**** MATERIAL TO PROCESS ****
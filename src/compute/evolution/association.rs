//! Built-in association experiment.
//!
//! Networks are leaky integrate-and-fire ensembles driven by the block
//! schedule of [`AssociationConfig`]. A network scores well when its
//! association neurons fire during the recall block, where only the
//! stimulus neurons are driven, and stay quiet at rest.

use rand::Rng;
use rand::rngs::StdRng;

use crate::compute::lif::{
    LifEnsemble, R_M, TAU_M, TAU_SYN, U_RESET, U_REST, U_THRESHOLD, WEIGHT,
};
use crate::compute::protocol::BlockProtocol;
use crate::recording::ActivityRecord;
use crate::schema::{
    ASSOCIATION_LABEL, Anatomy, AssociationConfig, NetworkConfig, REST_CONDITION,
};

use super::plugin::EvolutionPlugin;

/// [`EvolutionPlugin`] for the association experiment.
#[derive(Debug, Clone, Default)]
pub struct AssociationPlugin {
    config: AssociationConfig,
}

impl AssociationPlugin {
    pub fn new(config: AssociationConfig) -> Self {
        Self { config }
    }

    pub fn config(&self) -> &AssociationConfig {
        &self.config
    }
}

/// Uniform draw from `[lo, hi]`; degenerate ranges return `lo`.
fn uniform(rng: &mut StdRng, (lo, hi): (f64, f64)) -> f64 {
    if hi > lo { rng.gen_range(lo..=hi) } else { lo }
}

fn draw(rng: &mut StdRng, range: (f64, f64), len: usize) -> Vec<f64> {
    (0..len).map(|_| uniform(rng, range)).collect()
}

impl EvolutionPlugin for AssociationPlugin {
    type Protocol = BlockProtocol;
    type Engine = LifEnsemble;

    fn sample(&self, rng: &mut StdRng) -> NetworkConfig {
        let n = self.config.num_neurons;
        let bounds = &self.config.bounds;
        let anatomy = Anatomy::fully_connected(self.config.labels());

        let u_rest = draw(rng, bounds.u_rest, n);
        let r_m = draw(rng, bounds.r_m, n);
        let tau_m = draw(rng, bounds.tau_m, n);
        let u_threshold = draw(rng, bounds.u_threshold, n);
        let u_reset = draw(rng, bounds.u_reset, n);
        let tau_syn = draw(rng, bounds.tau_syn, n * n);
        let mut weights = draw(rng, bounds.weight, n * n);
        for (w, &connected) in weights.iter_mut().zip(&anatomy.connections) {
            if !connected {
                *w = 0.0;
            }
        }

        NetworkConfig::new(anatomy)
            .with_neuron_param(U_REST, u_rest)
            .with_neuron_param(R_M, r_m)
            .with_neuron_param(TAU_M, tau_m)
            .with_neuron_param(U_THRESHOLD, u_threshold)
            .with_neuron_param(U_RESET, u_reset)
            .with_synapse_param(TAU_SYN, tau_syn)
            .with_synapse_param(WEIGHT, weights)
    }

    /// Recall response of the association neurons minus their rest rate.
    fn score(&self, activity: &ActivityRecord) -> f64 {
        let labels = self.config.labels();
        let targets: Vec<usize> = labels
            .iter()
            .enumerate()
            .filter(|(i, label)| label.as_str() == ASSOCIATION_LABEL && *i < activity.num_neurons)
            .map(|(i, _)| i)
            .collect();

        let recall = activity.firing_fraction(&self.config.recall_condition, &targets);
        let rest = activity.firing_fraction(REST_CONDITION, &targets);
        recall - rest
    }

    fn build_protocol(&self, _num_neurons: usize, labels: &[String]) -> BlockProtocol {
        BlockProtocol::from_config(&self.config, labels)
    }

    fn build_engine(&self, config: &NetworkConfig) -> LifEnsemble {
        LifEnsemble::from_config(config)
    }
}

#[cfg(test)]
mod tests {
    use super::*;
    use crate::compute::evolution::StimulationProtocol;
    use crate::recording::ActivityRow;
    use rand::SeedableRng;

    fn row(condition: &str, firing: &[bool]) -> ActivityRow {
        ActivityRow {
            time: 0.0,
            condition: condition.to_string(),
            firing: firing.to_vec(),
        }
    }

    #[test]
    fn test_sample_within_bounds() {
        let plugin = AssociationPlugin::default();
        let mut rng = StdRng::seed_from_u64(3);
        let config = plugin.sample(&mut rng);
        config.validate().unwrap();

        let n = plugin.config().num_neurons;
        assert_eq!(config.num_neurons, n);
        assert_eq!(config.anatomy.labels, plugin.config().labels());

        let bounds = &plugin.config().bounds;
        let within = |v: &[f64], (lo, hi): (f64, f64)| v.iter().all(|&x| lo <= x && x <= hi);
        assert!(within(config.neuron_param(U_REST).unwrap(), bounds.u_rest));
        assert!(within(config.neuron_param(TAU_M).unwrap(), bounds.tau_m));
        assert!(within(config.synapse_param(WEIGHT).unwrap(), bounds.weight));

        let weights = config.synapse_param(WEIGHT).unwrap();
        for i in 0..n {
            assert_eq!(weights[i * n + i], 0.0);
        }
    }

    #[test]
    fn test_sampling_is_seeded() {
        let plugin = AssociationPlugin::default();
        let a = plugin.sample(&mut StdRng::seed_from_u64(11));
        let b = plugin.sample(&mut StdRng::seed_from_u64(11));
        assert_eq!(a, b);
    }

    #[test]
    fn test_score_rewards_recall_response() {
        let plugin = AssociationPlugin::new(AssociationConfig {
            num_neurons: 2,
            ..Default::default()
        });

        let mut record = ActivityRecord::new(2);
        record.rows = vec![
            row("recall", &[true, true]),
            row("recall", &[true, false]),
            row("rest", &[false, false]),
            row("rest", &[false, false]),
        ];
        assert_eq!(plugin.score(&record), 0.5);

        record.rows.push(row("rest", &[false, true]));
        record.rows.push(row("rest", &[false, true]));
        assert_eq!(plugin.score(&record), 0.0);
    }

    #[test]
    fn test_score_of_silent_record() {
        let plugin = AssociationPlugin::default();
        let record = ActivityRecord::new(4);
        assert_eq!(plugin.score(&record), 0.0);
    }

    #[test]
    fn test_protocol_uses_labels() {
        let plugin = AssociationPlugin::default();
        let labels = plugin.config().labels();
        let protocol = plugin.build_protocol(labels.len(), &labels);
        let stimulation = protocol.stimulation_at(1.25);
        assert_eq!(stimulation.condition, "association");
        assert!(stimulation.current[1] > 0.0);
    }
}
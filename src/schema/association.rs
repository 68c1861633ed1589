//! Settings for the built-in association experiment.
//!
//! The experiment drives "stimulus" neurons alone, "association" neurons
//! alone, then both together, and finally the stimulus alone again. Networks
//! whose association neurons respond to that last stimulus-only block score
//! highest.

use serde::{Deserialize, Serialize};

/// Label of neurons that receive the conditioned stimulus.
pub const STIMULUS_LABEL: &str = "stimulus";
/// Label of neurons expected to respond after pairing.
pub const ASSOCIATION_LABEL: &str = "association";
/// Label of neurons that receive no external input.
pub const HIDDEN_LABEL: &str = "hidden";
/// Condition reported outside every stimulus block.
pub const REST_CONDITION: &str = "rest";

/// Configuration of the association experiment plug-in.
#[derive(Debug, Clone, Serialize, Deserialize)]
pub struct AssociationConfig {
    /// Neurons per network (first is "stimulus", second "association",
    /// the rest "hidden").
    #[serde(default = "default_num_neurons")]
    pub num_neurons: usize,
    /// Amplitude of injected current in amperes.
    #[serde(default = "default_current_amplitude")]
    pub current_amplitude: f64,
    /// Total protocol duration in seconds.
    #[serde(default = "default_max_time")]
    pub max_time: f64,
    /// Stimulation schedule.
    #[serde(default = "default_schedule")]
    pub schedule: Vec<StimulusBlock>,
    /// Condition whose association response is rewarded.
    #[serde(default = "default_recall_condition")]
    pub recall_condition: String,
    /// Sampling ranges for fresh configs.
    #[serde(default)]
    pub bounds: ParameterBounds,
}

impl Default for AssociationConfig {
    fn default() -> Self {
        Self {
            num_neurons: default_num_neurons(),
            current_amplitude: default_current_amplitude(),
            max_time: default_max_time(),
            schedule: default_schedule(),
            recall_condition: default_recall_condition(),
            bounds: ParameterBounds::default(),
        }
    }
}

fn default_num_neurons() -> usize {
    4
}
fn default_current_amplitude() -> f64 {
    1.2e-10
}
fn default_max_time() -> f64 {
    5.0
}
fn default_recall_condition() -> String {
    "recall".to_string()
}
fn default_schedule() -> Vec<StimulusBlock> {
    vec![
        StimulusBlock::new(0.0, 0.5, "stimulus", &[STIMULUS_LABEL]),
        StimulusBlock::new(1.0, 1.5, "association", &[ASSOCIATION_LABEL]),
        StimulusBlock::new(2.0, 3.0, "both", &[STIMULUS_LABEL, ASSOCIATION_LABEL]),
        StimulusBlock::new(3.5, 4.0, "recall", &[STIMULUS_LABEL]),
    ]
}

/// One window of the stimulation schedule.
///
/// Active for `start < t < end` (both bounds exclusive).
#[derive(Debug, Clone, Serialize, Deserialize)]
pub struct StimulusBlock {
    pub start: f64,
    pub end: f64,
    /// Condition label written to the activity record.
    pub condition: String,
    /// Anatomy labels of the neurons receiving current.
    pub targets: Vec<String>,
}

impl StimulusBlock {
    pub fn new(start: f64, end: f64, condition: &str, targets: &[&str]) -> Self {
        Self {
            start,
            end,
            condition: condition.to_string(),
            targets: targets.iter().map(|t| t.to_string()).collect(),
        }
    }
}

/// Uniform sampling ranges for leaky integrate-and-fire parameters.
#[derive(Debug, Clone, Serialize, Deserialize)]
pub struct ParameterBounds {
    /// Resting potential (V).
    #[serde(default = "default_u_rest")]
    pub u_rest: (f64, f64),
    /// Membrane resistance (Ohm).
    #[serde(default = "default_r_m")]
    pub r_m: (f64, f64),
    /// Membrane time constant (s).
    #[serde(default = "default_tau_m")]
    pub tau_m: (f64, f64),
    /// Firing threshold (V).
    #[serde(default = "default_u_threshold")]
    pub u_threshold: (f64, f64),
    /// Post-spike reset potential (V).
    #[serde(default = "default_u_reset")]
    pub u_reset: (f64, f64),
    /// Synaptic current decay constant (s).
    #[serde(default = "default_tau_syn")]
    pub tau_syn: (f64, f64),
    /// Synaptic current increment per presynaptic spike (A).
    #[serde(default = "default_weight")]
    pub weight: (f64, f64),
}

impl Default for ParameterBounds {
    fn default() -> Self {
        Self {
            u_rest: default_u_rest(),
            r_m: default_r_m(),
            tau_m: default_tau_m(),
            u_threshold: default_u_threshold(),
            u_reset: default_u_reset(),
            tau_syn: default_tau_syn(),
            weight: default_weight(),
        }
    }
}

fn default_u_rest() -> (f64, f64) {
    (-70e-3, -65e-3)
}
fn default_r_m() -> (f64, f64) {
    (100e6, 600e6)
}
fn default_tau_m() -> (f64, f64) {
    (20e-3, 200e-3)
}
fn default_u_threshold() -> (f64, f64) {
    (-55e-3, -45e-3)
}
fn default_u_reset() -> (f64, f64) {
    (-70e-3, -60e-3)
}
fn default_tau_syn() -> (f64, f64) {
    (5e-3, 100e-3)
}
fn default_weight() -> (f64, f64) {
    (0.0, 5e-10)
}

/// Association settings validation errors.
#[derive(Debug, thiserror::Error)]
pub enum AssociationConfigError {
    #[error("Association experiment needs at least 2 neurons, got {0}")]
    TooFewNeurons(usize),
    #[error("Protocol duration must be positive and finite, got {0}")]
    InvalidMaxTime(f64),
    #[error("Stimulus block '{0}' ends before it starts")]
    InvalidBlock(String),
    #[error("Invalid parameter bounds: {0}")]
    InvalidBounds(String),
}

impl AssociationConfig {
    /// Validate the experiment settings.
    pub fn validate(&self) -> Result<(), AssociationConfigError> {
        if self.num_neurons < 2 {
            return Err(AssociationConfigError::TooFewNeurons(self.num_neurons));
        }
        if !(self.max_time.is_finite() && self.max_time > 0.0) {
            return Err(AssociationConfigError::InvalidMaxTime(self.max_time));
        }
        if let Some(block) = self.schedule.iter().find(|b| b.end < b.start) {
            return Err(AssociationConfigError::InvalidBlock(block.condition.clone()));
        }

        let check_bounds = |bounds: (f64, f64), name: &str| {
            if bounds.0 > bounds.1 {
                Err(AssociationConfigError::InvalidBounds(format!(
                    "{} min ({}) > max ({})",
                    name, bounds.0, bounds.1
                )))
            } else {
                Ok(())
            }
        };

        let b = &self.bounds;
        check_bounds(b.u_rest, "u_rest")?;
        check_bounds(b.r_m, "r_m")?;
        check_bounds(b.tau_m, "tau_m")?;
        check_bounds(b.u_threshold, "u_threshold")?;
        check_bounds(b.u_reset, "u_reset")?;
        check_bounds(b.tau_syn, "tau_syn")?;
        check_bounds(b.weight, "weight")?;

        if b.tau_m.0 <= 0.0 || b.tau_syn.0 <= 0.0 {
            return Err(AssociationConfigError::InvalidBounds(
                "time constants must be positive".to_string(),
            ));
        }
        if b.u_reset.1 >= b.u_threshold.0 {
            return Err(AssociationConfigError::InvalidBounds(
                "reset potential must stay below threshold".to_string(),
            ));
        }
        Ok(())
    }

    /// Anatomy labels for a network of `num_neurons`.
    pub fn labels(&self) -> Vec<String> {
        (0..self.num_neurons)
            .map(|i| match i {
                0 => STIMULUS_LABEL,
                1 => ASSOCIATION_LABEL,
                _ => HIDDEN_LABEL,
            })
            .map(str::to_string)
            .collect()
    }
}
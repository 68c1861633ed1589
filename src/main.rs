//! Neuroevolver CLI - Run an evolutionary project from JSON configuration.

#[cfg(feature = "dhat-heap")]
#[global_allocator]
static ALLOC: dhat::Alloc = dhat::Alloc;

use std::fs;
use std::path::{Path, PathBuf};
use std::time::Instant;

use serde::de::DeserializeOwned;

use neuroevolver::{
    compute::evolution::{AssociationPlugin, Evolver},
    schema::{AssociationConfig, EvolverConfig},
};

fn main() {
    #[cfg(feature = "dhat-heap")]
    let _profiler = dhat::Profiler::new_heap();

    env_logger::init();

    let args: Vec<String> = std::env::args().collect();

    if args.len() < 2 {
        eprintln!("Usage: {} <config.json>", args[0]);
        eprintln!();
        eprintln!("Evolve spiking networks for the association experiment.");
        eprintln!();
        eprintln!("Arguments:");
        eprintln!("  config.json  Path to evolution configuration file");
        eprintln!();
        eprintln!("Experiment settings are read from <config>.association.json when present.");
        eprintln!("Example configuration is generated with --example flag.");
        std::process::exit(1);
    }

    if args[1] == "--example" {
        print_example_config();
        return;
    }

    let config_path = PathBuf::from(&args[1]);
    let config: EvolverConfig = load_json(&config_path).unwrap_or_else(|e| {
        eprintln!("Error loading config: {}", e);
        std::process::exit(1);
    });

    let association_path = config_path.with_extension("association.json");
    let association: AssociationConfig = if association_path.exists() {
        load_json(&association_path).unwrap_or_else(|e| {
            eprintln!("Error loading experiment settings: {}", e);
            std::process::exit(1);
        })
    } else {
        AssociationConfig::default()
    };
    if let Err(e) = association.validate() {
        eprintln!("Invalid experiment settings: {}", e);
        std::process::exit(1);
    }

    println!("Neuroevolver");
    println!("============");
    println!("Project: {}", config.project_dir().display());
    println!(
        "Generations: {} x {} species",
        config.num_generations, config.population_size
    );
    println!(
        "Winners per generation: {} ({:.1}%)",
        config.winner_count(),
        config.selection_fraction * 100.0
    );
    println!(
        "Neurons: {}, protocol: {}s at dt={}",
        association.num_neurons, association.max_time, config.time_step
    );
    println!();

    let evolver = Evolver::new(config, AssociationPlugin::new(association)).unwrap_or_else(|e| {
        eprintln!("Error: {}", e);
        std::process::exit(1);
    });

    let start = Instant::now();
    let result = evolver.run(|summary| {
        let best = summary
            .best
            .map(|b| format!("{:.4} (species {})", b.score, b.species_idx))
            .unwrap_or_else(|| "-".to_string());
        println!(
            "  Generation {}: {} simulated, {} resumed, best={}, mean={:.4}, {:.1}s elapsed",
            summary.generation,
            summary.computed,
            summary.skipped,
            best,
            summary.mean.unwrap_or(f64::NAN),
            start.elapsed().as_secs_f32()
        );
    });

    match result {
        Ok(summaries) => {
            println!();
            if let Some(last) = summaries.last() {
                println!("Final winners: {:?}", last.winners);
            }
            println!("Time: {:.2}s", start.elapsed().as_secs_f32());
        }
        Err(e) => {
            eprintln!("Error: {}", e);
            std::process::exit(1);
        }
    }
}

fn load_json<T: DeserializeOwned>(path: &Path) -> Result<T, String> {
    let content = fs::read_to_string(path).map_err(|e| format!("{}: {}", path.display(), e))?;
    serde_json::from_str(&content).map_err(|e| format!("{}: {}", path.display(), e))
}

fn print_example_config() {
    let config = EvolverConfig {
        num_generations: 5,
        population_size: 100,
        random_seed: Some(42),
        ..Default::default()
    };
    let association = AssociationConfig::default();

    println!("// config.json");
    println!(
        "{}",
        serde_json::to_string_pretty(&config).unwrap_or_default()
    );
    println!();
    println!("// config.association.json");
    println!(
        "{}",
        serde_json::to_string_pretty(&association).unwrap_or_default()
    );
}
****
■ **EXERCISE INSTRUCTIONS**
How many lines of the listing contain "content"? Say only that number.

■ **YOUR SOLUTION**
2